— WHAT YOU ARE ASKED TO DO —
All of the records must be restated exactly, with every line complete.

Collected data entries
//! Force sensor input.
//!
//! - [`frame`] - 11-byte frame layout, decode and encode
//! - [`channel`] - [`ForceChannel`]: frame sync, init and shutdown commands
//! - [`poller`] - [`ForcePoller`]: background thread feeding the event bus

pub mod channel;
pub mod frame;
pub mod poller;

pub use channel::ForceChannel;
pub use frame::{RawSample, decode_frame, encode_frame};
pub use poller::ForcePoller;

— OUTPUT BELOW —
//! Force sensor input.
//!
//! - [`frame`] - 11-byte frame layout, decode and encode
//! - [`channel`] - [`ForceChannel`]: frame sync, init and shutdown commands
//! - [`poller`] - [`ForcePoller`]: background thread feeding the event bus

pub mod channel;
pub mod frame;
pub mod poller;

pub use channel::ForceChannel;
pub use frame::{RawSample, decode_frame, encode_frame};
pub use poller::ForcePoller;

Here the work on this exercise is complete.